TASK: Up to and including the line containing "use thiserror::Error;", set down each line of the entries below exactly, starting from the first, and leave out the rest.

Collected data
---+---

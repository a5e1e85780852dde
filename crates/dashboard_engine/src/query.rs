use std::{
    cell::{Cell, RefCell},
    collections::HashMap,
    num::NonZeroUsize,
    rc::Rc,
    sync::Arc,
};

use backend_spi::{BackendError, DashboardBackend};
use futures::{
    future::{LocalBoxFuture, Shared},
    FutureExt,
};
use lru::LruCache;
use serde::Serialize;
use sha2::{Digest, Sha256};
use shared::domain::{
    CatalogAttribute, CatalogMeasure, ExecutionDefinition, ExecutionResult, Insight, ObjRef,
};
use thiserror::Error;
use tracing::{debug, warn};

use crate::store::{DashboardStore, Mutation};

/// Read-only request whose result may be memoized.
#[derive(Debug, Clone, PartialEq, Serialize)]
#[serde(tag = "kind", rename_all = "snake_case")]
pub enum Query {
    Insight { insight: ObjRef },
    AttributeMetadata { display_form: ObjRef },
    Measure { measure: ObjRef },
    CatalogAttributes,
    Execution { definition: ExecutionDefinition },
}

impl Query {
    pub fn name(&self) -> &'static str {
        match self {
            Self::Insight { .. } => "insight",
            Self::AttributeMetadata { .. } => "attribute_metadata",
            Self::Measure { .. } => "measure",
            Self::CatalogAttributes => "catalog_attributes",
            Self::Execution { .. } => "execution",
        }
    }
}

#[derive(Debug, Clone, PartialEq)]
pub enum QueryResult {
    Insight(Insight),
    Attribute(CatalogAttribute),
    Measure(CatalogMeasure),
    CatalogAttributes(Vec<CatalogAttribute>),
    Execution(ExecutionResult),
}

#[derive(Debug, Clone, Error, PartialEq, Eq)]
pub enum QueryError {
    #[error(transparent)]
    Backend(#[from] BackendError),
    #[error("failed to fingerprint query: {0}")]
    Fingerprint(String),
    #[error("{query} query produced an unexpected result")]
    UnexpectedResult { query: &'static str },
}

#[derive(Debug, Clone, Copy, Default, PartialEq, Eq, Serialize)]
pub struct QueryStats {
    pub hits: u64,
    pub misses: u64,
    pub coalesced: u64,
}

type QueryFuture = Shared<LocalBoxFuture<'static, Result<QueryResult, QueryError>>>;

struct QueryState {
    cache: RefCell<LruCache<String, QueryResult>>,
    in_flight: RefCell<HashMap<String, QueryFuture>>,
    hits: Cell<u64>,
    misses: Cell<u64>,
    coalesced: Cell<u64>,
}

/// Deterministic cache key: hex SHA-256 of the query's JSON encoding.
pub fn fingerprint(query: &Query) -> Result<String, QueryError> {
    let encoded =
        serde_json::to_vec(query).map_err(|err| QueryError::Fingerprint(err.to_string()))?;
    Ok(format!("{:x}", Sha256::digest(&encoded)))
}

/// Memoizing query runner: at most one backend fetch per fingerprint is in flight, successes
/// land in a bounded LRU and failures are never cached.
///
/// Catalog lookups read through the store's catalog cache, and fetched metadata is merged
/// back into it.
pub struct QueryService {
    backend: Arc<dyn DashboardBackend>,
    store: Rc<DashboardStore>,
    state: Rc<QueryState>,
}

impl QueryService {
    pub fn new(
        backend: Arc<dyn DashboardBackend>,
        store: Rc<DashboardStore>,
        capacity: NonZeroUsize,
    ) -> Self {
        Self {
            backend,
            store,
            state: Rc::new(QueryState {
                cache: RefCell::new(LruCache::new(capacity)),
                in_flight: RefCell::new(HashMap::new()),
                hits: Cell::new(0),
                misses: Cell::new(0),
                coalesced: Cell::new(0),
            }),
        }
    }

    pub async fn run_query(&self, query: Query) -> Result<QueryResult, QueryError> {
        if let Some(result) = self.from_catalog(&query) {
            self.state.hits.set(self.state.hits.get() + 1);
            debug!(query = query.name(), "query answered from catalog cache");
            return Ok(result);
        }

        let key = fingerprint(&query)?;
        if let Some(result) = self.state.cache.borrow_mut().get(&key).cloned() {
            self.state.hits.set(self.state.hits.get() + 1);
            debug!(query = query.name(), fingerprint = %key, "query cache hit");
            return Ok(result);
        }

        let pending = self.state.in_flight.borrow().get(&key).cloned();
        let fetch = match pending {
            Some(fetch) => {
                self.state.coalesced.set(self.state.coalesced.get() + 1);
                debug!(query = query.name(), fingerprint = %key, "query coalesced");
                fetch
            }
            None => {
                self.state.misses.set(self.state.misses.get() + 1);
                debug!(query = query.name(), fingerprint = %key, "query cache miss");
                let fetch = self.start_fetch(key.clone(), query);
                self.state
                    .in_flight
                    .borrow_mut()
                    .insert(key, fetch.clone());
                fetch
            }
        };
        fetch.await
    }

    fn from_catalog(&self, query: &Query) -> Option<QueryResult> {
        let state = self.store.get_state();
        match query {
            Query::AttributeMetadata { display_form } => state
                .catalog
                .attribute_by_display_form(display_form)
                .cloned()
                .map(QueryResult::Attribute),
            Query::Measure { measure } => state
                .catalog
                .measure(measure)
                .cloned()
                .map(QueryResult::Measure),
            _ => None,
        }
    }

    fn start_fetch(&self, key: String, query: Query) -> QueryFuture {
        let backend = self.backend.clone();
        let state = Rc::downgrade(&self.state);
        let store = Rc::downgrade(&self.store);
        async move {
            let result = fetch(backend.as_ref(), &query).await;
            if let (Ok(value), Some(store)) = (&result, store.upgrade()) {
                if let Some(mutation) = catalog_update(value) {
                    if let Err(err) = store.apply(mutation) {
                        warn!(query = query.name(), error = %err, "could not cache catalog metadata");
                    }
                }
            }
            if let Some(state) = state.upgrade() {
                state.in_flight.borrow_mut().remove(&key);
                let mut cache = state.cache.borrow_mut();
                match &result {
                    Ok(value) => {
                        cache.put(key, value.clone());
                    }
                    Err(_) => {
                        cache.pop(&key);
                    }
                }
            }
            result
        }
        .boxed_local()
        .shared()
    }

    pub async fn insight(&self, insight: &ObjRef) -> Result<Insight, QueryError> {
        match self
            .run_query(Query::Insight {
                insight: insight.clone(),
            })
            .await?
        {
            QueryResult::Insight(insight) => Ok(insight),
            _ => Err(QueryError::UnexpectedResult { query: "insight" }),
        }
    }

    pub async fn attribute_metadata(
        &self,
        display_form: &ObjRef,
    ) -> Result<CatalogAttribute, QueryError> {
        match self
            .run_query(Query::AttributeMetadata {
                display_form: display_form.clone(),
            })
            .await?
        {
            QueryResult::Attribute(attribute) => Ok(attribute),
            _ => Err(QueryError::UnexpectedResult {
                query: "attribute_metadata",
            }),
        }
    }

    pub async fn measure_metadata(&self, measure: &ObjRef) -> Result<CatalogMeasure, QueryError> {
        match self
            .run_query(Query::Measure {
                measure: measure.clone(),
            })
            .await?
        {
            QueryResult::Measure(measure) => Ok(measure),
            _ => Err(QueryError::UnexpectedResult { query: "measure" }),
        }
    }

    pub async fn catalog_attributes(&self) -> Result<Vec<CatalogAttribute>, QueryError> {
        match self.run_query(Query::CatalogAttributes).await? {
            QueryResult::CatalogAttributes(attributes) => Ok(attributes),
            _ => Err(QueryError::UnexpectedResult {
                query: "catalog_attributes",
            }),
        }
    }

    /// Drops the memoized result; an in-flight fetch for the same query still completes.
    pub fn invalidate(&self, query: &Query) -> Result<(), QueryError> {
        let key = fingerprint(query)?;
        self.state.cache.borrow_mut().pop(&key);
        Ok(())
    }

    pub fn clear(&self) {
        self.state.cache.borrow_mut().clear();
    }

    pub fn stats(&self) -> QueryStats {
        QueryStats {
            hits: self.state.hits.get(),
            misses: self.state.misses.get(),
            coalesced: self.state.coalesced.get(),
        }
    }

    pub fn cached_len(&self) -> usize {
        self.state.cache.borrow().len()
    }
}

async fn fetch(backend: &dyn DashboardBackend, query: &Query) -> Result<QueryResult, QueryError> {
    let result = match query {
        Query::Insight { insight } => QueryResult::Insight(backend.get_insight(insight).await?),
        Query::AttributeMetadata { display_form } => {
            QueryResult::Attribute(backend.get_attribute_by_display_form(display_form).await?)
        }
        Query::Measure { measure } => QueryResult::Measure(backend.get_measure(measure).await?),
        Query::CatalogAttributes => {
            QueryResult::CatalogAttributes(backend.get_catalog_attributes().await?)
        }
        Query::Execution { definition } => {
            QueryResult::Execution(backend.execute(definition).await?)
        }
    };
    Ok(result)
}

/// Point lookups of catalog metadata, as a store mutation. The full listing is not written
/// back here; initialization hydrates the catalog with it.
fn catalog_update(result: &QueryResult) -> Option<Mutation> {
    let (attributes, measures) = match result {
        QueryResult::Attribute(attribute) => (vec![attribute.clone()], Vec::new()),
        QueryResult::Measure(measure) => (Vec::new(), vec![measure.clone()]),
        QueryResult::CatalogAttributes(_)
        | QueryResult::Insight(_)
        | QueryResult::Execution(_) => return None,
    };
    Some(Mutation::CacheCatalog {
        attributes,
        measures,
    })
}

#[cfg(test)]
#[path = "tests/query_tests.rs"]
mod tests;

---+---

EXERCISE RESULT:
repository a5e1e85780852dde
filename crates/dashboard_engine/src/query.rs
use std::{
    cell::{Cell, RefCell},
    collections::HashMap,
    num::NonZeroUsize,
    rc::Rc,
    sync::Arc,
};

use backend_spi::{BackendError, DashboardBackend};
use futures::{
    future::{LocalBoxFuture, Shared},
    FutureExt,
};
use lru::LruCache;
use serde::Serialize;
use sha2::{Digest, Sha256};
use shared::domain::{
    CatalogAttribute, CatalogMeasure, ExecutionDefinition, ExecutionResult, Insight, ObjRef,
};
use thiserror::Error;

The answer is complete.